What is the job exactly?
When your street needs paving, or you’re in the aftermath of a snowstorm and your road wasn’t plowed, you call an elected representative. When cars aren’t following the rules of the road or they are speeding down your street and you’re hoping to get a stop sign put in, you call your representative.
You are driving down the street, around the corner from your home, and you hit a massive pothole. It takes out your entire wheel and you are fuming with anger. You know who to call to fix your car. But who do you call to make sure the city gets the pothole fixed? Once again, it’s your representative, from your district, ward, city or state.
These elected officials have one job, and that is to represent their constituents (you) to the best of their ability.
If a cell tower is proposed for your neighborhood and you are worried about the ramifications, their job is to hear you out. You hear rumors that a sober house or a mental hospital is going up two blocks away and you have questions you want answered, you call your city councilor to provide you with those resources.
If you don’t like what is going on in the city or there are issues in your neighborhood that aren’t being addressed, you have the power to change that. And, that power doesn’t end on the city side.
What do parents love more than anything? Their children. What is the most important aspect of a child’s life? Education. That’s why there is a body of elected officials whose purpose is to make sure a community’s public school administration is putting its students (and educators) first.

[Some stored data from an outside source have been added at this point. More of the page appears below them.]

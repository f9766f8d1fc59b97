//! Token lifecycle: caller-supplied token provider, cached current token,
//! proactive expiry checks and collapsed concurrent renewals.

use std::sync::atomic::{AtomicU64, Ordering};
use std::sync::{Arc, RwLock};

use async_trait::async_trait;
use chrono::{DateTime, Duration as ChronoDuration, Utc};
use secrecy::{ExposeSecret as _, SecretString};
use tracing::{debug, warn};

use crate::Result;

/// Tokens within this margin of expiry are renewed proactively rather than
/// presented to the server.
const EXPIRY_MARGIN_SECONDS: i64 = 30;

/// A credential issued by the auth service, scoped to a capability and
/// valid until `expires`.
#[non_exhaustive]
#[derive(Debug, Clone)]
pub struct Token {
    pub value: SecretString,
    pub capability: String,
    pub expires: DateTime<Utc>,
}

impl Token {
    #[must_use]
    pub fn new(
        value: impl Into<String>,
        capability: impl Into<String>,
        expires: DateTime<Utc>,
    ) -> Self {
        Self {
            value: SecretString::from(value.into()),
            capability: capability.into(),
            expires,
        }
    }

    /// Whether the token is expired or close enough to expiry that it
    /// should not be presented on a new connection.
    #[must_use]
    pub fn is_stale(&self) -> bool {
        self.is_stale_at(Utc::now())
    }

    fn is_stale_at(&self, now: DateTime<Utc>) -> bool {
        self.expires - now < ChronoDuration::seconds(EXPIRY_MARGIN_SECONDS)
    }
}

/// Issues tokens on demand. Implemented by the application, typically by
/// calling its own auth backend.
#[async_trait]
pub trait TokenProvider: Send + Sync + 'static {
    async fn request_token(&self, capability: &str) -> Result<Token>;
}

/// Cached token state shared between the connection task and callers.
///
/// Renewal is collapsed: when several callers race to renew, only one
/// provider request is made and the rest reuse its result.
pub struct Auth {
    provider: Arc<dyn TokenProvider>,
    capability: String,
    token: RwLock<Option<Token>>,
    renewal: tokio::sync::Mutex<()>,
    generation: AtomicU64,
}

impl Auth {
    pub fn new(provider: Arc<dyn TokenProvider>, capability: impl Into<String>) -> Self {
        Self {
            provider,
            capability: capability.into(),
            token: RwLock::new(None),
            renewal: tokio::sync::Mutex::new(()),
            generation: AtomicU64::new(0),
        }
    }

    /// Snapshot of the current token, if one has been issued.
    pub fn current(&self) -> Option<Token> {
        self.token
            .read()
            .unwrap_or_else(std::sync::PoisonError::into_inner)
            .clone()
    }

    /// Return a fresh token value, renewing first if the cached one is
    /// missing or stale.
    pub async fn ensure_valid(&self) -> Result<String> {
        if let Some(token) = self.current()
            && !token.is_stale()
        {
            return Ok(token.value.expose_secret().to_owned());
        }
        self.renew().await
    }

    /// Request a new token from the provider and install it.
    ///
    /// Callers that observed the same stale token converge on a single
    /// provider request: the generation counter is read before taking the
    /// renewal lock and compared after, so late arrivals see the bump made
    /// by the winner and return the already-installed token.
    pub async fn renew(&self) -> Result<String> {
        let observed = self.generation.load(Ordering::Acquire);
        let _guard = self.renewal.lock().await;
        if self.generation.load(Ordering::Acquire) != observed
            && let Some(token) = self.current()
            && !token.is_stale()
        {
            return Ok(token.value.expose_secret().to_owned());
        }

        debug!(capability = %self.capability, "requesting token renewal");
        let token = self
            .provider
            .request_token(&self.capability)
            .await
            .inspect_err(|e| warn!(error = %e, "token renewal failed"))?;
        let value = token.value.expose_secret().to_owned();
        *self
            .token
            .write()
            .unwrap_or_else(std::sync::PoisonError::into_inner) = Some(token);
        self.generation.fetch_add(1, Ordering::Release);
        Ok(value)
    }
}

impl std::fmt::Debug for Auth {
    fn fmt(&self, f: &mut std::fmt::Formatter<'_>) -> std::fmt::Result {
        f.debug_struct("Auth")
            .field("capability", &self.capability)
            .field("generation", &self.generation.load(Ordering::Relaxed))
            .finish_non_exhaustive()
    }
}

If your child is in need of individualized special education and you have concerns regarding the school’s process or procedures, you call a school committee member. When you have ideas about how to make your child’s school more inclusive, or want to organize fundraisers to bring in more money, you call a school committee member.
In a city like Lynn, where student overcrowding and the desperate need for new schools are at the forefront of everyone’s mind, electing school committee members who you think represent your beliefs is vital.
But city councilors and school committee members get elected by you getting out and voting for them.
The only way to create change is to use your voice, and the best use of your voice is to vote. Change doesn’t start big, it starts small. It starts with you.
What does a vote get you? It gets you a say in what happens in your community.